Bilateral trade turnover at $3 billion last year remain modest, when Russia\'s trade with China has already touched $30 billion and is growing. Though Moscow and New Delhi have agreed to increase trade to $10 billion by the end of the decade, $5 billion is considered a realistic objective. Russia is a growing IT market and Indian companies also can find export opportunities there. In the field of defence technical cooperation, India continues to be a major buyer of Russian arms and equipment for all the three services and even though the relationship is many decades old, the problem of finding spares remains very acute till today. Mr. Putin has now created Rosoboronservice India, a company which will address the Indian Navy\'s concerns about poor availability of Russian-origin spares. A technical centre or a spare parts storage facility needs to be set up in India to meet the needs of the Indian Air Force.

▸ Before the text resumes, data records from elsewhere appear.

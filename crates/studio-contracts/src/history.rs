use std::time::{SystemTime, UNIX_EPOCH};

use anyhow::{bail, Context, Result};
use base64::engine::general_purpose::STANDARD as BASE64;
use base64::Engine as _;
use serde::{Deserialize, Serialize};
use uuid::Uuid;

/// An image carried as transportable text: base64 payload plus the MIME
/// type it was encoded from. This is the only image form the session
/// keeps; raw bytes are decoded on demand for export.
#[derive(Debug, Clone, PartialEq, Serialize, Deserialize)]
pub struct EncodedImage {
    pub mime_type: String,
    pub data: String,
}

impl EncodedImage {
    pub fn from_bytes(bytes: &[u8], mime_type: impl Into<String>) -> Self {
        Self {
            mime_type: mime_type.into(),
            data: BASE64.encode(bytes),
        }
    }

    /// Parses either a `data:<mime>;base64,<payload>` URL or a bare base64
    /// string (assumed PNG). Providers differ on which form they hand back.
    pub fn from_data_url(raw: &str) -> Result<Self> {
        let trimmed = raw.trim();
        if trimmed.is_empty() {
            bail!("empty image payload");
        }
        let Some(rest) = trimmed.strip_prefix("data:") else {
            return Ok(Self {
                mime_type: "image/png".to_string(),
                data: trimmed.to_string(),
            });
        };
        let (header, payload) = rest
            .split_once(',')
            .context("malformed data URL: missing comma")?;
        let mime_type = header
            .strip_suffix(";base64")
            .context("malformed data URL: not base64-encoded")?;
        if mime_type.is_empty() {
            bail!("malformed data URL: missing MIME type");
        }
        Ok(Self {
            mime_type: mime_type.to_string(),
            data: payload.to_string(),
        })
    }

    pub fn to_data_url(&self) -> String {
        format!("data:{};base64,{}", self.mime_type, self.data)
    }

    pub fn decode(&self) -> Result<Vec<u8>> {
        BASE64
            .decode(self.data.as_bytes())
            .context("image base64 decode failed")
    }

    pub fn is_empty(&self) -> bool {
        self.data.trim().is_empty()
    }

    pub fn extension(&self) -> &'static str {
        let lowered = self.mime_type.to_ascii_lowercase();
        if lowered.contains("jpeg") || lowered.contains("jpg") {
            return "jpg";
        }
        if lowered.contains("webp") {
            return "webp";
        }
        "png"
    }
}

/// One completed generation. Immutable once appended to the history:
/// the store only ever removes records wholesale.
#[derive(Debug, Clone, PartialEq, Serialize, Deserialize)]
pub struct GenerationRecord {
    pub id: String,
    pub original: EncodedImage,
    pub generated: EncodedImage,
    pub prompt: String,
    pub timestamp_ms: u64,
}

impl GenerationRecord {
    pub fn new(original: EncodedImage, generated: EncodedImage, prompt: impl Into<String>) -> Self {
        Self {
            id: short_token(),
            original,
            generated,
            prompt: prompt.into(),
            timestamp_ms: timestamp_millis(),
        }
    }

    /// Deterministic export filename, `clone-<id>.<ext>` with the
    /// extension taken from the generated image's MIME type.
    pub fn export_filename(&self) -> String {
        format!("clone-{}.{}", self.id, self.generated.extension())
    }
}

/// In-memory, newest-first collection of past generations for the
/// current session. Single writer, no persistence.
#[derive(Debug, Clone, Default)]
pub struct HistoryStore {
    records: Vec<GenerationRecord>,
}

impl HistoryStore {
    pub fn new() -> Self {
        Self::default()
    }

    pub fn prepend(&mut self, record: GenerationRecord) {
        self.records.insert(0, record);
    }

    /// Removes the record with the given id. Returns whether anything
    /// changed, so repeated deletes are observable no-ops.
    pub fn remove(&mut self, id: &str) -> bool {
        let before = self.records.len();
        self.records.retain(|record| record.id != id);
        self.records.len() != before
    }

    pub fn clear(&mut self) {
        self.records.clear();
    }

    pub fn get(&self, id: &str) -> Option<&GenerationRecord> {
        self.records.iter().find(|record| record.id == id)
    }

    pub fn records(&self) -> &[GenerationRecord] {
        self.records.as_slice()
    }

    pub fn len(&self) -> usize {
        self.records.len()
    }

    pub fn is_empty(&self) -> bool {
        self.records.is_empty()
    }
}

/// Short random record token. Collisions are accepted for a
/// single-session history; this is not a durable identifier.
pub fn short_token() -> String {
    let raw = Uuid::new_v4().simple().to_string();
    raw[..8].to_string()
}

pub fn timestamp_millis() -> u64 {
    SystemTime::now()
        .duration_since(UNIX_EPOCH)
        .map(|duration| duration.as_millis() as u64)
        .unwrap_or(0)
}
use serde::{Deserialize, Serialize};
use thiserror::Error;

/// What the session controller is currently doing. Exactly one value is
/// active at a time; the machine is re-entrant per submission.
///
/// `Uploading` is reserved: no in-scope transition produces it, but the
/// wire shape keeps the variant for forward compatibility with staged
/// uploads.
#[derive(Debug, Clone, Copy, PartialEq, Eq, Default, Serialize, Deserialize)]
#[serde(rename_all = "snake_case")]
pub enum SessionPhase {
    #[default]
    Idle,
    Uploading,
    Generating,
    Succeeded,
    Failed,
}

impl SessionPhase {
    pub fn as_str(&self) -> &'static str {
        match self {
            SessionPhase::Idle => "idle",
            SessionPhase::Uploading => "uploading",
            SessionPhase::Generating => "generating",
            SessionPhase::Succeeded => "succeeded",
            SessionPhase::Failed => "failed",
        }
    }
}

/// Flat failure taxonomy for a generation attempt. Everything the
/// external service can do wrong collapses into `Generation` with a
/// single human-readable message.
#[derive(Debug, Clone, PartialEq, Eq, Error)]
pub enum SessionError {
    #[error("Please select an image first.")]
    NoImageSelected,
    #[error("{0}")]
    Generation(String),
}

impl SessionError {
    pub fn generation(message: impl Into<String>) -> Self {
        SessionError::Generation(message.into())
    }
}

#[cfg(test)]
mod tests {
    use super::{SessionError, SessionPhase};

    #[test]
    fn phase_names_match_wire_form() {
        assert_eq!(SessionPhase::Idle.as_str(), "idle");
        assert_eq!(SessionPhase::Uploading.as_str(), "uploading");
        assert_eq!(SessionPhase::Generating.as_str(), "generating");
        assert_eq!(SessionPhase::Succeeded.as_str(), "succeeded");
        assert_eq!(SessionPhase::Failed.as_str(), "failed");
        assert_eq!(SessionPhase::default(), SessionPhase::Idle);
    }

    #[test]
    fn phase_serializes_snake_case() -> anyhow::Result<()> {
        let json = serde_json::to_string(&SessionPhase::Generating)?;
        assert_eq!(json, "\"generating\"");
        let parsed: SessionPhase = serde_json::from_str("\"failed\"")?;
        assert_eq!(parsed, SessionPhase::Failed);
        Ok(())
    }

    #[test]
    fn validation_error_carries_fixed_message() {
        assert_eq!(
            SessionError::NoImageSelected.to_string(),
            "Please select an image first."
        );
    }

    #[test]
    fn generation_error_surfaces_its_message() {
        let err = SessionError::generation("quota exceeded");
        assert_eq!(err.to_string(), "quota exceeded");
    }
}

The Russian Duma having recently ratified the Indo-Russian Space Cooperation Agreement, the way has been cleared for joint exploration and transfer of space technology to India. The accord would speed up collaboration in the Global Navigation Satellite System (GLONASS) and GSP to allow both military and civilian users around the globe to receive signals from satellites to identify their positions in real time. ISRO will launch Russian navigational satellites, using Indian space launch vehicles and develop jointly with Russia new generation navigational satellites.
Russia is also eyeing the market for supply of 126 multi-role futuristic aircraft proposed to be bought by the Indian Air Force. It has offered MIG 35 as replacement for the MIG 29 of the IAF which need upgradation. The new aircraft carrier Vikramaditya, which is being refitted in Russia to join service with the Indian Navy next year, will also be equipped with MIG 29K/KUB ordered by the Navy. Talks have also been going on for co-production of the fifth-generation fighter plane, with Sukhoi and MIG Corporation having made proposals. President Putin and the Russian Air Force, which will have to share the development costs, are required to come forward with concrete proposals. The problem is that India cannot be the sole purchaser of such an aircraft and also the sole investor in the project.
Projects in stealth and hypersonic technologies have also been identified. Russian companies have a chance to establish a foothold in the Indian defence sector, following the Government\'s decision to allow private participation in the manufacture of defence equipment. Even though Mr. Putin intervened to allow India a stake in Sakhalin-I on product-sharing basis, New Delhi cannot expect special favours in future. At this juncture the entire gamut of bilateral relations needs to be re-assessed and re-evaluated and a new dynamism injected into it.